Monsieurおむすび

薄氷の告発のMonsieurおむすびのレビュー・感想・評価

薄氷の告発(2023年製作の映画)
3.7
薄氷の告発
韓国スポーツ界の性暴力とパワハラ、その隠蔽体質に至るまでの根深さ、なにより被害者を好奇に晒すメディアや司法、大衆による二次被害のグロテスクが際立つ。
フィクションではありながらも、モデルとなるような実際の事案もあり、考えただけでも気分が暗くなる。
作中では自身の被害を封印していた主人公が、元同僚や教え子に触手が及んだことで交戦しようとするのだが、悉く選択を誤り悪い方へと展開していく流れにストレスがたまる。

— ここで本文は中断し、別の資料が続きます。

//! Scripted in-memory Command Sessions for bridge tests

use std::sync::Arc;

use bytes::Bytes;
use parking_lot::Mutex;
use tokio::sync::mpsc;

use shellgate_protocol::Geometry;
use shellgate_utils::{Result, ShellgateError};

use crate::command::{CommandSession, CommandSessionFactory, SessionSpec};

#[derive(Debug, Default)]
struct MockState {
    geometries: Vec<Geometry>,
    input: Vec<u8>,
    terminated: bool,
    output_tx: Option<mpsc::Sender<Bytes>>,
}

/// Test-side view of one mock session
#[derive(Debug, Clone)]
pub struct MockSession {
    pub spec: SessionSpec,
    state: Arc<Mutex<MockState>>,
}

impl MockSession {
    /// Produce output as if the command printed it
    pub async fn emit(&self, text: &str) {
        let tx = self.state.lock().output_tx.clone();
        if let Some(tx) = tx {
            let _ = tx.send(Bytes::copy_from_slice(text.as_bytes())).await;
        }
    }

    /// Simulate the command exiting
    pub fn exit(&self) {
        self.state.lock().output_tx = None;
    }

    pub fn geometry(&self) -> Geometry {
        let state = self.state.lock();
        state.geometries.last().copied().unwrap_or(self.spec.geometry)
    }

    /// Every geometry applied, starting with the creation size
    pub fn geometry_history(&self) -> Vec<Geometry> {
        self.state.lock().geometries.clone()
    }

    pub fn input(&self) -> String {
        String::from_utf8_lossy(&self.state.lock().input).into_owned()
    }

    pub fn is_terminated(&self) -> bool {
        self.state.lock().terminated
    }
}

struct MockCommandSession {
    state: Arc<Mutex<MockState>>,
    output: Option<mpsc::Receiver<Bytes>>,
    fail_terminate: bool,
    fail_resize: bool,
}

impl CommandSession for MockCommandSession {
    fn write_input(&mut self, data: &[u8]) -> Result<()> {
        let mut state = self.state.lock();
        if state.terminated {
            return Err(ShellgateError::pty("terminated"));
        }
        state.input.extend_from_slice(data);
        Ok(())
    }

    fn resize(&mut self, geometry: Geometry) -> Result<()> {
        if self.fail_resize {
            return Err(ShellgateError::pty("resize refused"));
        }
        self.state.lock().geometries.push(geometry);
        Ok(())
    }

    fn take_output(&mut self) -> Option<mpsc::Receiver<Bytes>> {
        self.output.take()
    }

    fn terminate(&mut self) -> Result<()> {
        let mut state = self.state.lock();
        state.terminated = true;
        state.output_tx = None;
        if self.fail_terminate {
            return Err(ShellgateError::pty("kill failed"));
        }
        Ok(())
    }
}

/// Factory recording every session it creates
#[derive(Debug, Default)]
pub struct MockSessionFactory {
    pub(super) sessions: Mutex<Vec<MockSession>>,
    pub fail_create: bool,
    pub fail_terminate: bool,
    pub fail_resize: bool,
}

impl MockSessionFactory {
    pub fn new() -> Arc<Self> {
        Arc::new(Self::default())
    }

    /// The most recently created session
    pub fn last(&self) -> MockSession {
        self.sessions
            .lock()
            .last()
            .cloned()
            .expect("no session created")
    }

    pub fn created(&self) -> usize {
        self.sessions.lock().len()
    }
}

impl CommandSessionFactory for MockSessionFactory {
    fn create(&self, spec: &SessionSpec) -> Result<Box<dyn CommandSession>> {
        if self.fail_create {
            return Err(ShellgateError::ProcessSpawn("mock spawn failure".into()));
        }

        let (tx, rx) = mpsc::channel(64);
        let state = Arc::new(Mutex::new(MockState {
            geometries: vec![spec.geometry],
            output_tx: Some(tx),
            ..Default::default()
        }));
        self.sessions.lock().push(MockSession {
            spec: spec.clone(),
            state: Arc::clone(&state),
        });

        Ok(Box::new(MockCommandSession {
            state,
            output: Some(rx),
            fail_terminate: self.fail_terminate,
            fail_resize: self.fail_resize,
        }))
    }
}
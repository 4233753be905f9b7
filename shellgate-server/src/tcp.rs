//! Raw TCP transport
//!
//! Clients send newline-delimited JSON control messages and receive raw
//! session output. A rejected connection gets one line of error text before
//! the socket closes.

use std::net::SocketAddr;

use bytes::Bytes;
use futures::{SinkExt, StreamExt};
use tokio::net::tcp::OwnedWriteHalf;
use tokio::net::{TcpListener, TcpStream};
use tokio::sync::mpsc;
use tokio_util::codec::{FramedRead, FramedWrite};
use tracing::{debug, error, info, warn};

use shellgate_protocol::{ControlLineCodec, ProtocolError};
use shellgate_utils::{Result, ShellgateError};

use crate::bridge::BridgeError;
use crate::config::TCP_TRANSPORT;
use crate::SharedState;

/// Bind the TCP listener
pub async fn bind(addr: &str) -> Result<TcpListener> {
    let listener = TcpListener::bind(addr)
        .await
        .map_err(|e| ShellgateError::Bind {
            addr: addr.to_string(),
            source: e,
        })?;
    info!("TCP listener bound to {}", addr);
    Ok(listener)
}

/// Run the TCP accept loop until shutdown
pub async fn run_tcp_accept_loop(listener: TcpListener, shared_state: SharedState) {
    let shutdown = shared_state.shutdown.clone();

    loop {
        tokio::select! {
            result = listener.accept() => {
                match result {
                    Ok((stream, peer_addr)) => {
                        debug!("New TCP connection from {}", peer_addr);
                        let state_clone = shared_state.clone();
                        tokio::spawn(async move {
                            handle_connection(stream, peer_addr, state_clone).await;
                        });
                    }
                    Err(e) => {
                        error!("TCP accept error: {}", e);
                    }
                }
            }
            _ = shutdown.cancelled() => {
                info!("Shutdown signal received, stopping TCP accept loop");
                break;
            }
        }
    }
}

/// Map a framing failure onto the bridge taxonomy
fn frame_error(err: ProtocolError) -> BridgeError {
    match err {
        ProtocolError::Io(e) => BridgeError::connection(e.to_string()),
        other => BridgeError::Protocol(other),
    }
}

async fn handle_connection(stream: TcpStream, peer_addr: SocketAddr, state: SharedState) {
    if let Err(e) = stream.set_nodelay(true) {
        debug!("Failed to set TCP_NODELAY for {}: {}", peer_addr, e);
    }
    let (reader, writer) = stream.into_split();

    let (out_tx, out_rx) = mpsc::channel::<Bytes>(state.output_buffer());
    let writer_task = tokio::spawn(write_loop(writer, out_rx));

    let frames = FramedRead::new(reader, ControlLineCodec::new()).map(|r| r.map_err(frame_error));
    let bridge = state.new_bridge(TCP_TRANSPORT, out_tx.clone());

    match bridge.run(frames).await {
        Ok(()) => debug!("TCP connection from {} closed", peer_addr),
        Err(e) if e.is_client_facing() => {
            info!("Rejecting TCP connection from {}: {}", peer_addr, e);
            let _ = out_tx.send(Bytes::from(format!("{}\r\n", e))).await;
        }
        Err(e) => warn!("TCP connection from {} ended: {}", peer_addr, e),
    }

    drop(out_tx);
    if let Err(e) = writer_task.await {
        warn!("TCP writer task for {} failed: {}", peer_addr, e);
    }
}

/// Drain outgoing chunks onto the socket, then shut down the write half
async fn write_loop(writer: OwnedWriteHalf, mut rx: mpsc::Receiver<Bytes>) {
    let mut sink = FramedWrite::new(writer, ControlLineCodec::new());
    while let Some(chunk) = rx.recv().await {
        if let Err(e) = sink.send(chunk).await {
            debug!("TCP write failed: {}", e);
            return;
        }
    }
    let _ = sink.close().await;
}
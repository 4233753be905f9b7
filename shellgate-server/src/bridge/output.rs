//! Session output forwarding
//!
//! Moves output chunks from the Command Session to the connection, in
//! production order, until the session ends, the connection goes away, or
//! the bridge cancels it.

use bytes::Bytes;
use tokio::sync::mpsc;
use tokio::task::JoinHandle;
use tokio_util::sync::CancellationToken;
use tracing::{debug, trace, warn};

use shellgate_protocol::SessionId;

/// Why a forwarder stopped
#[derive(Debug, Clone, PartialEq, Eq)]
pub enum ForwardEnd {
    /// The session's output closed (command exited)
    SessionEnded,
    /// The connection side stopped accepting output
    ChannelClosed,
    /// The bridge stopped it
    Cancelled,
    /// The task itself failed
    Failed(String),
}

/// Handle to a running forwarder task
#[derive(Debug)]
pub struct OutputForwarder {
    cancel_token: CancellationToken,
    join_handle: JoinHandle<ForwardEnd>,
}

impl OutputForwarder {
    /// Spawn a forwarder; must be called from within a Tokio runtime
    pub fn spawn(
        session_id: SessionId,
        output: mpsc::Receiver<Bytes>,
        sink: mpsc::Sender<Bytes>,
    ) -> Self {
        let cancel_token = CancellationToken::new();
        let join_handle = tokio::spawn(forward(session_id, output, sink, cancel_token.clone()));
        Self {
            cancel_token,
            join_handle,
        }
    }

    /// Stop forwarding without waiting
    pub fn cancel(&self) {
        self.cancel_token.cancel();
    }

    /// Wait for the task to end
    ///
    /// Must not be awaited again after it has returned.
    pub async fn finished(&mut self) -> ForwardEnd {
        match (&mut self.join_handle).await {
            Ok(end) => end,
            Err(e) => {
                warn!(error = %e, "Output forwarder task failed");
                ForwardEnd::Failed(e.to_string())
            }
        }
    }
}

impl Drop for OutputForwarder {
    fn drop(&mut self) {
        self.cancel_token.cancel();
    }
}

async fn forward(
    session_id: SessionId,
    mut output: mpsc::Receiver<Bytes>,
    sink: mpsc::Sender<Bytes>,
    cancel_token: CancellationToken,
) -> ForwardEnd {
    debug!(session_id = %session_id, "Output forwarder started");

    let end = loop {
        tokio::select! {
            biased;

            _ = cancel_token.cancelled() => break ForwardEnd::Cancelled,

            chunk = output.recv() => {
                let Some(chunk) = chunk else {
                    break ForwardEnd::SessionEnded;
                };
                trace!(session_id = %session_id, bytes = chunk.len(), "Forwarding output");

                // Sending may wait on a slow connection; keep honoring cancel
                tokio::select! {
                    biased;
                    _ = cancel_token.cancelled() => break ForwardEnd::Cancelled,
                    sent = sink.send(chunk) => {
                        if sent.is_err() {
                            break ForwardEnd::ChannelClosed;
                        }
                    }
                }
            }
        }
    };

    debug!(session_id = %session_id, end = ?end, "Output forwarder exiting");
    end
}

#[cfg(test)]
mod tests {
    use super::*;
    use uuid::Uuid;

    #[tokio::test]
    async fn test_forwards_in_order_until_session_ends() {
        let (session_tx, session_rx) = mpsc::channel(8);
        let (sink_tx, mut sink_rx) = mpsc::channel(8);
        let mut forwarder = OutputForwarder::spawn(Uuid::new_v4(), session_rx, sink_tx);

        for chunk in ["one", "two", "three"] {
            session_tx.send(Bytes::from(chunk)).await.unwrap();
        }
        drop(session_tx);

        assert_eq!(forwarder.finished().await, ForwardEnd::SessionEnded);
        let mut got = Vec::new();
        while let Some(chunk) = sink_rx.recv().await {
            got.push(chunk);
        }
        assert_eq!(got, vec!["one", "two", "three"]);
    }

    #[tokio::test]
    async fn test_cancel_stops_forwarding() {
        let (_session_tx, session_rx) = mpsc::channel::<Bytes>(8);
        let (sink_tx, _sink_rx) = mpsc::channel(8);
        let mut forwarder = OutputForwarder::spawn(Uuid::new_v4(), session_rx, sink_tx);

        forwarder.cancel();
        assert_eq!(forwarder.finished().await, ForwardEnd::Cancelled);
    }

    #[tokio::test]
    async fn test_cancel_while_sink_full() {
        let (session_tx, session_rx) = mpsc::channel(8);
        let (sink_tx, _sink_rx) = mpsc::channel(1);
        let mut forwarder = OutputForwarder::spawn(Uuid::new_v4(), session_rx, sink_tx);

        session_tx.send(Bytes::from("fills")).await.unwrap();
        session_tx.send(Bytes::from("blocks")).await.unwrap();
        tokio::task::yield_now().await;

        forwarder.cancel();
        assert_eq!(forwarder.finished().await, ForwardEnd::Cancelled);
    }

    #[tokio::test]
    async fn test_closed_sink_ends_forwarder() {
        let (session_tx, session_rx) = mpsc::channel(8);
        let (sink_tx, sink_rx) = mpsc::channel(8);
        let mut forwarder = OutputForwarder::spawn(Uuid::new_v4(), session_rx, sink_tx);

        drop(sink_rx);
        session_tx.send(Bytes::from("lost")).await.unwrap();
        assert_eq!(forwarder.finished().await, ForwardEnd::ChannelClosed);
    }
}
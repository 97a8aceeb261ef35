//! Estimator sub-packages. Each one lists the types it provides through an
//! `estimators()` function, which the harness registry collects.

pub mod cluster;
pub mod compose;
pub mod dummy;
pub mod ensemble;
pub mod feature_selection;
pub mod linear_model;
pub mod meta;
pub mod multiclass;
pub mod naive_bayes;
pub mod preprocessing;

しかし、これこそが被害者を更に追い詰める風潮なのかもと思わされた。
現実世界でも誰かの生命が絶たれたり、社会問題になってもきっとトカゲの尻尾切りのような決着で、根本的な改善には程遠いのが実状だろう。
本作も主人公の完全勝利という甘い結末は用意されておらず、スカッとしたいい気分で観客を酔わせようなどという趣向は一切ない。寧ろ、この苦い結末のその先を委ねられ、託されているように思える。
直接的ではないにしろ観ていて辛くなるシーンや、そういった問題提起の重みにズシリと心に負荷のかかる作品だった。